Recensione roma citta' aperta
Recensione a cura di kowalsky
La verità è spesso scomoda: esiste ancora qualche illustre luminare o esperto - conscio di esporre una tesi impopolare e forse rafforzato (beato lui) dal proprio snobismo - che avanza delle riserve su uno dei massimi capolavori del cinema italiano, e per quanto folle possa sembrare se ne possono persino comprendere le ragioni.
Non è tanto che a qualcuno il neorealismo non va giù, ma è forse una questione di affinità empatica: può darsi che gli illustri intellettuali di cui parlo si oppongano alla grandezza emotiva del neo-realismo in quanto - a loro modo di vedere - ad esso corrisponde una versione troppo semplicistica e lirica dei fatti. Essi presumono che per confrontarsi con la razionalità sia necessario scendere a patti con l'irrazionale.
Forse, allora, hanno guardato superficialmente a questo film, che non può e non deve essere collocato in una realtà storica di ferite brucianti come il dopoguerra imminente, o dei romanzi di Vasco Pratolini o Mario Soldati, perché non è solo questo.
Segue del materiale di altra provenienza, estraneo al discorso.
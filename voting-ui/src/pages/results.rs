use crate::components::{ErrorDisplay, ResultTile, StatusMessage, UserBadge};
use crate::session::error_text;
use leptos::prelude::*;
use server_fn::ServerFnError;
use voting_app::domain::{
    Category, DashboardSnapshot, LiveResults, UserStats, VoteCounts, POLL_INTERVAL,
};

#[server(DashboardFn, "/api", endpoint = "dashboard")]
pub async fn dashboard() -> Result<DashboardSnapshot, ServerFnError> {
    use crate::session::ssr;

    let ctx = ssr::app_context()?;
    ctx.fetch_dashboard.execute().await.map_err(|e| {
        tracing::error!("Dashboard refresh failed: {}", e);
        e.into_server_error()
    })
}

#[server(UserStatsFn, "/api", endpoint = "user_stats")]
pub async fn user_stats() -> Result<UserStats, ServerFnError> {
    use crate::session::ssr;

    let ctx = ssr::app_context()?;
    ctx.fetch_user_stats
        .execute()
        .await
        .map_err(|e| e.into_server_error())
}

#[server(ResetVotesFn, "/api", endpoint = "reset_votes")]
pub async fn reset_votes() -> Result<VoteCounts, ServerFnError> {
    use crate::session::ssr;

    let ctx = ssr::app_context()?;
    ctx.reset_votes
        .execute()
        .await
        .map_err(|e| e.into_server_error())
}

#[component]
pub fn ResultsPage() -> impl IntoView {
    let refresh = ServerAction::<DashboardFn>::new();
    let stats = ServerAction::<UserStatsFn>::new();
    let reset_action = ServerAction::<ResetVotesFn>::new();

    let snapshot = RwSignal::new(DashboardSnapshot::empty());
    let poll_error = RwSignal::new(None::<String>);
    let confirming_reset = RwSignal::new(false);

    // Poll while mounted; the interval is cleared with the page.
    Effect::new(move |_| {
        refresh.dispatch(DashboardFn {});
        stats.dispatch(UserStatsFn {});
        match set_interval_with_handle(
            move || {
                refresh.dispatch(DashboardFn {});
                stats.dispatch(UserStatsFn {});
            },
            POLL_INTERVAL,
        ) {
            Ok(handle) => on_cleanup(move || handle.clear()),
            Err(_) => leptos::logging::error!("Failed to start dashboard polling"),
        }
    });

    // A failed poll keeps the last snapshot on screen.
    Effect::new(move |_| match refresh.value().get() {
        Some(Ok(latest)) => {
            snapshot.set(latest);
            poll_error.set(None);
        }
        Some(Err(e)) => {
            leptos::logging::warn!("Error fetching dashboard: {}", e);
            poll_error.set(Some(error_text(&e)));
        }
        None => {}
    });

    Effect::new(move |_| {
        if let Some(Ok(counts)) = reset_action.value().get() {
            snapshot.set(DashboardSnapshot::new(counts, LiveResults::default()));
            confirming_reset.set(false);
        }
    });

    let snapshot_signal: Signal<DashboardSnapshot> = snapshot.into();
    let last_update = move || {
        snapshot.with(|s| {
            s.fetched_at
                .with_timezone(&chrono::Local)
                .format("%H:%M:%S")
                .to_string()
        })
    };

    view! {
        <header class="page-header">
            <h1 class="hero__title">"Live Results Dashboard"</h1>
            <div class="live">
                <span class="live__dot" class:live__dot--pulse=move || refresh.pending().get()></span>
                <span class="live__text">"Live · Last updated: " {last_update}</span>
            </div>
            <nav class="page-header__nav">
                <a href="/vote" class="nav-link">"Back to Voting"</a>
            </nav>
            <UserBadge/>
        </header>

        {move || poll_error.get().map(|message| view! {
            <ErrorDisplay
                message=message
                on_retry=Callback::new(move |_| { refresh.dispatch(DashboardFn {}); })
            />
        })}

        <div class="results-grid">
            {Category::ALL.into_iter().map(|category| view! {
                <ResultTile category=category snapshot=snapshot_signal/>
            }).collect::<Vec<_>>()}
        </div>

        <div class="total">
            <h2 class="total__title">"Total Votes"</h2>
            <p class="total__count">{move || snapshot.with(|s| s.counts.total())}</p>
            {move || stats.value().get().and_then(|r| r.ok()).map(|s| view! {
                <p class="total__online">{format!("{} people voting right now", s.concurrent_users)}</p>
            })}
        </div>

        <div class="reset">
            <Show
                when=move || confirming_reset.get()
                fallback=move || view! {
                    <button class="reset__button" on:click=move |_| confirming_reset.set(true)>
                        "Reset All Votes"
                    </button>
                }
            >
                <p class="reset__warning">
                    "Are you sure you want to reset all votes? This cannot be undone!"
                </p>
                <button
                    class="reset__button reset__button--danger"
                    disabled=move || reset_action.pending().get()
                    on:click=move |_| { reset_action.dispatch(ResetVotesFn {}); }
                >
                    "Yes, reset everything"
                </button>
                <button class="reset__button" on:click=move |_| confirming_reset.set(false)>
                    "Cancel"
                </button>
            </Show>
            {move || reset_action.value().get().map(|result| match result {
                Ok(_) => view! {
                    <StatusMessage success=true message="All votes have been reset!"/>
                }.into_any(),
                Err(e) => view! {
                    <StatusMessage success=false message=format!("Error resetting votes: {}", error_text(&e))/>
                }.into_any(),
            })}
        </div>

        <p class="footer">"Auto-refreshing every 2 seconds"</p>
    }
}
Non è nemmeno riconducibile in toto al neorealismo classico, per varie ragioni, soprattutto perché questo film è, oltre che amaro, violentissimo.
E' la Pura Realtà, filtrata senza trucchi cinematografici o simbolismi castranti, ma a sua volta è un Simbolo (questo sì) di tutto ciò che un paese in guerra non è più in grado di combattere: fulcro della vicenda è un ragazzino, figlio di un tipografo impegnato nella Resistenza, che vive la sua esistenza fra i coetanei compagni di giochi e i genitori, e che vede a poco a poco spezzarsi tragicamente il legame familiare a seguito della deportazione del padre in Germania e dalla tragica fine della madre, Pina, mentre - in una sequenza di memorabile impatto - insegue Francesco, il suo uomo, tentando invano di ribellarsi al suo arresto.
La fatalità degli eventi brucia, ci lascia con un senso doloroso, più che perdita, di muta e rabbiosa rassegnazione. Davanti alle ceneri di un paese (una città?) mutilata e dilaniata da una guerra d'occupazione, lo sguardo freddo e crudele di un nazista segna l'inevitabile conflitto tra la forza dell'istinto e l'impossibile obiettività sul Male assoluto.